I fully reject the presumption that the humanities are “capped” at some level far below science, engineering, or math due to some kind of “noisy” data signatures that are difficult for the human mind to reduce. This view is far too typical these days, and it pains me to see engineers so often behaving as if they can reinvent fields with glib mechanistic rhetoric.
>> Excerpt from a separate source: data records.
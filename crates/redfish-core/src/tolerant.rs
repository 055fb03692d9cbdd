// Copyright (C) 2025 SyncMyOrders Sp. z o.o.
// SPDX-License-Identifier: AGPL-3.0-or-later
//! Decoders for properties some services encode off-schema.
//!
//! Use with `#[serde(default, deserialize_with = "...")]`.

use std::fmt::Display;
use std::str::FromStr;

use serde::de::{DeserializeOwned, Deserializer, Error};
use serde::Deserialize;
use serde_json::Value;
use tracing::warn;

/// Optional number that may arrive as a JSON string (`"3600"`).
///
/// The string form is accepted and logged as a warning. Empty strings and
/// `null` decode to `None`. Anything else is an error.
pub fn number_or_string<'de, D, N>(deserializer: D) -> Result<Option<N>, D::Error>
where
    D: Deserializer<'de>,
    N: FromStr + DeserializeOwned,
    N::Err: Display,
{
    match Value::deserialize(deserializer)? {
        Value::Null => Ok(None),
        Value::String(s) => {
            let trimmed = s.trim();
            if trimmed.is_empty() {
                warn!("Numeric property sent as empty string, treating as absent");
                return Ok(None);
            }
            let parsed = trimmed
                .parse::<N>()
                .map_err(|e| D::Error::custom(format!("invalid numeric string {:?}: {}", s, e)))?;
            warn!(value = %s, "Numeric property sent as string");
            Ok(Some(parsed))
        }
        number @ Value::Number(_) => N::deserialize(number).map(Some).map_err(D::Error::custom),
        other => Err(D::Error::custom(format!(
            "expected number or numeric string, got {}",
            other
        ))),
    }
}

/// Optional boolean that may arrive as `"true"`/`"false"` or `"Yes"`/`"No"`.
pub fn bool_or_string<'de, D>(deserializer: D) -> Result<Option<bool>, D::Error>
where
    D: Deserializer<'de>,
{
    match Value::deserialize(deserializer)? {
        Value::Null => Ok(None),
        Value::Bool(b) => Ok(Some(b)),
        Value::String(s) => {
            let parsed = match s.trim().to_ascii_lowercase().as_str() {
                "true" | "yes" => true,
                "false" | "no" => false,
                _ => return Err(D::Error::custom(format!("invalid boolean string {:?}", s))),
            };
            warn!(value = %s, "Boolean property sent as string");
            Ok(Some(parsed))
        }
        other => Err(D::Error::custom(format!(
            "expected boolean or boolean string, got {}",
            other
        ))),
    }
}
Would you say that a person who has learned several ancient languages is “skill capped” because the texts they are reading are subjective remnants of a civilization that has been largely lost to entropy? Of course not. I cannot see much point in your essay beyond the very wrong idea that technical and scientific fields are somehow superior to the humanities for being easier to understand.
One aspect I didnt speak about that may be relevant here is the distinction between
irreducible uncertainty h (noise, entropy)
reducible uncertainty E (‘excess entropy’)
and forecasting complexity C (‘stochastic complexity’).
All three can independently vary in general.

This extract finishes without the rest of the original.